Facilitating a Discussion

  • Give students time to think and formulate responses. Waiting 5-10 seconds will increase the number of students who volunteer to answer and will lead to longer, more complex answers. If students do not volunteer after 10 seconds have passed, rephrase the question. Refrain from answering your own question, which will only communicate to students that if they do not answer, you will do their thinking for them.
  • Wait for students to finish an idea before interjecting. You may find yourself wanting to interrupt because you think you know what the student is going to say, or simply because you are passionate about the material. Resist this temptation. Hearing the students’ full responses will allow you to give them credit for their ideas and to determine when they have not yet understood the material.
  • Show interest in all answers. Encourage students when they are offering answers by nodding, looking at them, and using facial expressions that show you are listening. Do not look down at your notes while they are speaking.

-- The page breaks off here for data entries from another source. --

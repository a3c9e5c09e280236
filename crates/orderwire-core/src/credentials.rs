//! Shared credential slot.
//!
//! A [`CredentialStore`] holds at most one [`Credential`]. Writers replace the
//! whole record at once, so a reader observes either the value before or the
//! value after a refresh, never a mix of the two.

use std::fmt;
use std::sync::Arc;

use parking_lot::RwLock;

/// Access token plus the optional tokens issued alongside it.
#[derive(Clone, PartialEq, Eq)]
pub struct Credential {
    /// Bearer token attached to every authenticated request.
    pub access_token: String,
    /// Token exchanged for a new access token when the current one expires.
    pub refresh_token: Option<String>,
    /// Token used by market-data feeds.
    pub feed_token: Option<String>,
}

impl Credential {
    /// Credential with only an access token.
    pub fn new(access_token: impl Into<String>) -> Self {
        Self {
            access_token: access_token.into(),
            refresh_token: None,
            feed_token: None,
        }
    }

    /// Attach a refresh token.
    #[must_use]
    pub fn with_refresh_token(mut self, refresh_token: impl Into<String>) -> Self {
        self.refresh_token = Some(refresh_token.into());
        self
    }

    /// Attach a feed token.
    #[must_use]
    pub fn with_feed_token(mut self, feed_token: impl Into<String>) -> Self {
        self.feed_token = Some(feed_token.into());
        self
    }
}

impl fmt::Debug for Credential {
    fn fmt(&self, f: &mut fmt::Formatter<'_>) -> fmt::Result {
        f.debug_struct("Credential")
            .field("access_token", &"<redacted>")
            .field("has_refresh_token", &self.refresh_token.is_some())
            .field("has_feed_token", &self.feed_token.is_some())
            .finish()
    }
}

/// Process-scoped credential slot. Clones share the same slot.
#[derive(Clone, Debug, Default)]
pub struct CredentialStore {
    slot: Arc<RwLock<Option<Arc<Credential>>>>,
}

impl CredentialStore {
    /// Empty store.
    pub fn new() -> Self {
        Self::default()
    }

    /// Store pre-populated with `credential`.
    pub fn with_credential(credential: Credential) -> Self {
        let store = Self::new();
        store.replace(credential);
        store
    }

    /// Snapshot of the current credential.
    pub fn current(&self) -> Option<Arc<Credential>> {
        self.slot.read().clone()
    }

    /// Current access token, if any.
    pub fn access_token(&self) -> Option<String> {
        self.slot.read().as_ref().map(|c| c.access_token.clone())
    }

    /// Current refresh token, if any.
    pub fn refresh_token(&self) -> Option<String> {
        self.slot
            .read()
            .as_ref()
            .and_then(|c| c.refresh_token.clone())
    }

    /// Replace the stored credential as a whole.
    pub fn replace(&self, credential: Credential) {
        *self.slot.write() = Some(Arc::new(credential));
    }

    /// Drop the stored credential.
    pub fn clear(&self) {
        *self.slot.write() = None;
    }

    /// Whether a credential is present.
    pub fn is_authenticated(&self) -> bool {
        self.slot.read().is_some()
    }
}

// ─────────────────────────────────────────────────────────────────────────────
// Tests
// ─────────────────────────────────────────────────────────────────────────────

Thank students who respond to your questions and engage in discussions to communicate your appreciation for their involvement with creating a dialogue in your course.
  • Redirect and guide wrong answers towards a correct one. For example, note that the student’s answer overlooks the most important conclusion of the study you are discussing, then ask that same student to try to recall what that conclusion is. If he or she does not recall the conclusion, open this question up to the class.
  • Develop responses that will keep students thinking. Resist the temptation to simply respond with praise or censure. Allow other students to provide a critique if it is warranted, and continue to ask probing/guiding questions. For example, ask the rest of the class to respond to an idea that one student has just presented, or ask the student who answered to explain the thinking that led to their answer.
References

Anderson, L.W., Krathwohl, D. (ed). A taxonomy for learning, teaching, and assessing: a revision of Bloom’s taxonomy of educational objectives. New York: Longman, 2001.

Armstrong, P. (2018). Bloom’s taxonomy. Center for Teaching. Vanderbilt University. https://cft.vanderbilt.edu/guides-sub-pages/blooms-taxonomy/.

Bloom, Benjamin (ed). Taxonomy of educational objectives. Vol. 1: Cognitive domain. New York: McKay, 1956.

Davis, Barbara Gross. Tools for teaching. San Francisco: Jossey-Bass Publishers. 1993.

“Questioning Strategies.” Center for Teaching Excellence. University of Illinois at Urbana-Champaign. http://cte.illinois.edu/resources/topics/methods/strateg.html.

McKeachie, Wilbert, et al. McKeachie’s teaching tips: strategies, research, and theory for college and university teachers. 12th ed. Boston: Houghton Mifflin, 2005.